Lessons from a butcher in Laikipia County
How entrepreneur turned a simple abattoir into a meat and leather business

Text: Simon Mburu

Lessons from a butcher in Laikipia County
How entrepreneur turned a simple abattoir into a meat and leather business

Text: Simon Mburu
Rumuruti, in Laikipia County, is a cosmopolitan town where the large population is made up of pastoralists. Their main source of income is cattle rearing with minimal farming.

But besides the common feuds amongst the locals due to inevitable cattle rustling incidents, this is where Ndiritu Muriithi saw a goldmine and dared to establish Ngare Narok Meat Industries, an abattoir that produces meat for the local market.
The beginning: business or politics
This was back in the year 2007 and Muriithi was by then juggling between politics and business, both had the same similarity - uncertainty, on whether the two would succeed.

"He saw an opening that had the potential to grow while creating employment to the local population that is made up of pastoralists," said Francis Mwalili, the chief executive officer at Ngare Narok Meat Industries referring to his boss on his idea to set up the enterprise.

Like most start-ups, financing the enterprise was a big challenge and Muriithi turned to family and friends for investment. In 2008, Ngare Narok Meat Industries started operations by slaughtering around 30 heads of cattle a day. Today, the number is double the initial capacity.
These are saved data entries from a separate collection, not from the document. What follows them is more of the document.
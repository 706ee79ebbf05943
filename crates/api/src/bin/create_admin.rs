//! Create an `Admin` account directly in the database.
//!
//! ```text
//! create-admin --username root --email root@example.com --department IT
//! ```
//!
//! The password comes from `--password` or `ADMIN_PASSWORD`.

use anyhow::{bail, Context};
use assetflow_api::auth::password::{hash_password, validate_password_strength, MIN_PASSWORD_LENGTH};
use assetflow_core::roles::ROLE_ADMIN;
use assetflow_core::validation::validate_email;
use assetflow_db::models::user::CreateUser;
use assetflow_db::repositories::UserRepo;
use clap::Parser;

#[derive(Parser)]
#[command(name = "create-admin")]
#[command(about = "Create an AssetFlow administrator account")]
#[command(version)]
struct Args {
    #[arg(long, env = "DATABASE_URL", help = "PostgreSQL connection string")]
    database_url: String,

    #[arg(long, help = "Login name of the new admin")]
    username: String,

    #[arg(long, help = "Email address of the new admin")]
    email: String,

    #[arg(long, env = "ADMIN_PASSWORD", hide_env_values = true, help = "Initial password")]
    password: String,

    #[arg(long, default_value = "IT", help = "Department of the new admin")]
    department: String,
}

#[tokio::main]
async fn main() -> anyhow::Result<()> {
    dotenvy::dotenv().ok();
    tracing_subscriber::fmt::init();

    let args = Args::parse();

    let username = args.username.trim();
    if username.is_empty() {
        bail!("Username cannot be empty");
    }
    let email = args.email.trim();
    validate_email(email)?;
    validate_password_strength(&args.password, MIN_PASSWORD_LENGTH).map_err(anyhow::Error::msg)?;

    let pool = assetflow_db::create_pool(&args.database_url)
        .await
        .context("Failed to connect to database")?;
    assetflow_db::run_migrations(&pool)
        .await
        .context("Failed to run database migrations")?;

    if UserRepo::find_by_username(&pool, username).await?.is_some() {
        bail!("Username '{username}' already exists");
    }
    if UserRepo::find_by_email(&pool, email).await?.is_some() {
        bail!("Email '{email}' already exists");
    }

    let password_hash =
        hash_password(&args.password).map_err(|e| anyhow::anyhow!("Password hashing error: {e}"))?;

    let admin = UserRepo::create(
        &pool,
        &CreateUser {
            username: username.to_string(),
            email: email.to_string(),
            password_hash,
            role: ROLE_ADMIN.to_string(),
            department: Some(args.department.trim().to_string()),
        },
    )
    .await
    .context("Failed to create admin user")?;

    tracing::info!(user_id = admin.id, username = %admin.username, "Admin user created");
    println!(
        "Admin user '{}' created (email: {}, department: {})",
        admin.username,
        admin.email,
        admin.department.as_deref().unwrap_or("-")
    );
    Ok(())
}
The facility is capable of processing 100 cows and 200 sheep and goats a day.
"Rumuruti is surrounded by the Samburu and Pokot communities who are pastoralists and this made it easier for us to source for the cattle just next to our facility that sits on 14 acres of land"
Francis Mwalili
CEO of the Ngare Narok Meat Industries
Diversification is the key
Worker at the factory
Mwalili recalls how the business was sluggish when they started off posting low profits but as days went by, more referrals came on board that eventually forced them to scale up their production.
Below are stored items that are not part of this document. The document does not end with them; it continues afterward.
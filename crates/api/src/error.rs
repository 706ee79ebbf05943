use assetflow_core::error::CoreError;
use axum::extract::rejection::JsonRejection;
use axum::http::StatusCode;
use axum::response::{IntoResponse, Response};
use serde_json::json;

/// Error returned by every AssetFlow handler.
///
/// Domain failures arrive as [`CoreError`]; the other variants cover what only
/// the HTTP layer can see. The response body is always `{ "error", "code" }`.
#[derive(Debug, thiserror::Error)]
pub enum AppError {
    #[error(transparent)]
    Core(#[from] CoreError),

    #[error("Database error: {0}")]
    Database(#[from] sqlx::Error),

    /// Malformed input that never reached domain validation.
    #[error("Bad request: {0}")]
    BadRequest(String),

    #[error("Internal error: {0}")]
    InternalError(String),
}

pub type AppResult<T> = Result<T, AppError>;

impl From<JsonRejection> for AppError {
    fn from(rejection: JsonRejection) -> Self {
        AppError::BadRequest(rejection.body_text())
    }
}

/// Status, machine-readable code, and client-facing message.
type ErrorParts = (StatusCode, &'static str, String);

const GENERIC_INTERNAL_MESSAGE: &str = "An internal error occurred";

impl IntoResponse for AppError {
    fn into_response(self) -> Response {
        let (status, code, message) = match &self {
            AppError::Core(core) => core_error_parts(core),
            AppError::Database(err) => classify_sqlx_error(err),
            AppError::BadRequest(msg) => (StatusCode::BAD_REQUEST, "BAD_REQUEST", msg.clone()),
            AppError::InternalError(msg) => internal_error(msg),
        };

        (status, axum::Json(json!({ "error": message, "code": code }))).into_response()
    }
}

fn core_error_parts(err: &CoreError) -> ErrorParts {
    match err {
        CoreError::NotFound { entity, id } => (
            StatusCode::NOT_FOUND,
            "NOT_FOUND",
            format!("{entity} with id {id} not found"),
        ),
        CoreError::Validation(msg) => (StatusCode::BAD_REQUEST, "VALIDATION_ERROR", msg.clone()),
        CoreError::Conflict(msg) => (StatusCode::CONFLICT, "CONFLICT", msg.clone()),
        CoreError::Unauthorized(msg) => (StatusCode::UNAUTHORIZED, "UNAUTHORIZED", msg.clone()),
        CoreError::Forbidden(msg) => (StatusCode::FORBIDDEN, "FORBIDDEN", msg.clone()),
        CoreError::Internal(msg) => internal_error(msg),
    }
}

/// Log the real cause and hand the client a generic 500.
fn internal_error(detail: &dyn std::fmt::Display) -> ErrorParts {
    tracing::error!(error = %detail, "Internal error");
    (
        StatusCode::INTERNAL_SERVER_ERROR,
        "INTERNAL_ERROR",
        GENERIC_INTERNAL_MESSAGE.to_string(),
    )
}

/// Map sqlx failures onto HTTP.
///
/// `RowNotFound` is a 404. Unique violations on `uq_*` constraints (duplicate
/// serial number, username, email) and foreign key violations (a user still
/// referenced by history or tickets) are 409. Anything else is a 500.
fn classify_sqlx_error(err: &sqlx::Error) -> ErrorParts {
    let db_err = match err {
        sqlx::Error::RowNotFound => {
            return (
                StatusCode::NOT_FOUND,
                "NOT_FOUND",
                "Resource not found".to_string(),
            )
        }
        sqlx::Error::Database(db_err) => db_err,
        other => return internal_error(other),
    };

    let constraint = db_err.constraint().unwrap_or("unknown");
    match db_err.code().as_deref() {
        Some("23505") if constraint.starts_with("uq_") => (
            StatusCode::CONFLICT,
            "CONFLICT",
            format!("Duplicate value violates unique constraint: {constraint}"),
        ),
        Some("23503") => (
            StatusCode::CONFLICT,
            "CONFLICT",
            format!("Record is still referenced: {constraint}"),
        ),
        _ => internal_error(db_err),
    }
}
"We diversified from the meat business to the hide and skin business to boost our revenues and make the most use of the end products from the animals" says Mwalili.
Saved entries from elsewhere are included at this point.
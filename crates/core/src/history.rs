//! Asset history action names and detail rendering.
//!
//! History rows are append-only. The repositories write them inside the same
//! transaction as the asset mutation they describe.

use serde_json::json;

use crate::types::DbId;

// ---------------------------------------------------------------------------
// Action constants
// ---------------------------------------------------------------------------

/// Known action values for `asset_history.action`.
pub mod actions {
    pub const CREATED: &str = "created";
    pub const UPDATED: &str = "updated";
    pub const ASSIGNED: &str = "assigned";
    pub const RELEASED: &str = "released";
    pub const MAINTENANCE_REQUESTED: &str = "maintenance_requested";
    pub const MAINTENANCE_RESOLVED: &str = "maintenance_resolved";
}

/// All valid history actions.
pub const VALID_ACTIONS: &[&str] = &[
    actions::CREATED,
    actions::UPDATED,
    actions::ASSIGNED,
    actions::RELEASED,
    actions::MAINTENANCE_REQUESTED,
    actions::MAINTENANCE_RESOLVED,
];

// ---------------------------------------------------------------------------
// Change tracking
// ---------------------------------------------------------------------------

/// Ordered list of field changes for an `updated` history entry.
#[derive(Debug, Default, Clone, PartialEq, Eq)]
pub struct ChangeSet {
    changes: Vec<(String, String, String)>,
}

impl ChangeSet {
    pub fn new() -> Self {
        Self::default()
    }

    /// Record `field` if `new` is set and differs from `old`.
    ///
    /// `None` for `new` means the field was not part of the patch.
    pub fn track<T>(&mut self, field: &str, old: Option<&T>, new: Option<&T>)
    where
        T: PartialEq + std::fmt::Display + ?Sized,
    {
        let Some(new) = new else { return };
        if old == Some(new) {
            return;
        }
        self.changes.push((
            field.to_string(),
            old.map_or_else(|| "none".to_string(), ToString::to_string),
            new.to_string(),
        ));
    }

    /// Like [`track`](Self::track) for a column that may be cleared.
    ///
    /// `Some(None)` records a change to `none` when the field currently has a value.
    pub fn track_nullable<T>(&mut self, field: &str, old: Option<&T>, new: Option<Option<&T>>)
    where
        T: PartialEq + std::fmt::Display + ?Sized,
    {
        match new {
            Some(Some(value)) => self.track(field, old, Some(value)),
            Some(None) => {
                if let Some(old) = old {
                    self.changes
                        .push((field.to_string(), old.to_string(), "none".to_string()));
                }
            }
            None => {}
        }
    }

    pub fn is_empty(&self) -> bool {
        self.changes.is_empty()
    }

    pub fn len(&self) -> usize {
        self.changes.len()
    }

    /// Names of the changed fields, in the order they were tracked.
    pub fn fields(&self) -> Vec<&str> {
        self.changes.iter().map(|(f, _, _)| f.as_str()).collect()
    }

    /// Render as `Asset updated: a: x → y, b: ...`.
    pub fn details(&self) -> String {
        let parts: Vec<String> = self
            .changes
            .iter()
            .map(|(field, old, new)| format!("{field}: {old} → {new}"))
            .collect();
        format!("Asset updated: {}", parts.join(", "))
    }
}

// ---------------------------------------------------------------------------
// Detail strings
// ---------------------------------------------------------------------------

pub fn created_details(asset_name: &str) -> String {
    format!("Asset created: {asset_name}")
}

pub fn assigned_details(username: &str) -> String {
    format!("Asset assigned to {username}")
}

pub fn released_details() -> String {
    "Asset released and marked as available".to_string()
}

pub fn maintenance_requested_details(ticket_id: DbId, title: &str) -> String {
    format!("Maintenance ticket #{ticket_id} created: {title}")
}

pub fn maintenance_resolved_details(ticket_id: DbId) -> String {
    format!("Maintenance ticket #{ticket_id} resolved")
}

/// `extra_data` for a `maintenance_requested` entry.
pub fn maintenance_requested_extra(
    old_status: &str,
    new_status: &str,
    ticket_id: DbId,
) -> serde_json::Value {
    json!({
        "old_status": old_status,
        "new_status": new_status,
        "ticket_id": ticket_id,
    })
}

/// `extra_data` for a `maintenance_resolved` entry.
pub fn maintenance_resolved_extra(ticket_id: DbId, new_asset_status: &str) -> serde_json::Value {
    json!({
        "ticket_id": ticket_id,
        "new_asset_status": new_asset_status,
    })
}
Ngare Narok partnered with the Kenya Climate Innovation Centre, based at the Strathmore Business School. They offered them technical expertise and a sustainable model to produce organically tanned leather. The collaboration also included monetary assistance.

Apart from making organically tanned leather, Ngare Narok Meat Industries also diversified into manufacturing of organic fertiliser that is very rich in nitrogen and good for restoring soil nutrients.
Leather products by Ngare Narok
Capital is needed for growth
As the business grew, more capital was required to sustain the supply and the company had to scout again for the funds to enable expansion.
"Growth in business requires capital and this is when we approached Fanisi Capital, a private equity firm for funding. They invested a substantial amount of money in the business"
Francis Mwalili
CEO of the Ngare Narok Meat Industries
Mwalili does not disclose the amount of money Fanisi Capital invested in Ngare Narok Meat Industries

"What I know is that Fanisi Capital has a 40% stake in this company but I am not in a position to disclose more details as for now,'' he says.

The funds would later act as a big boost to the company as it helped deepen its penetration into manufacturing organically tanned leather and wallets.

Kenyans love for meat
Mwalili says Kenyans eat a lot of meat. He estimates that over 6,000 heads of cattle are slaughtered daily in abattoirs around the country. The numbers could be higher.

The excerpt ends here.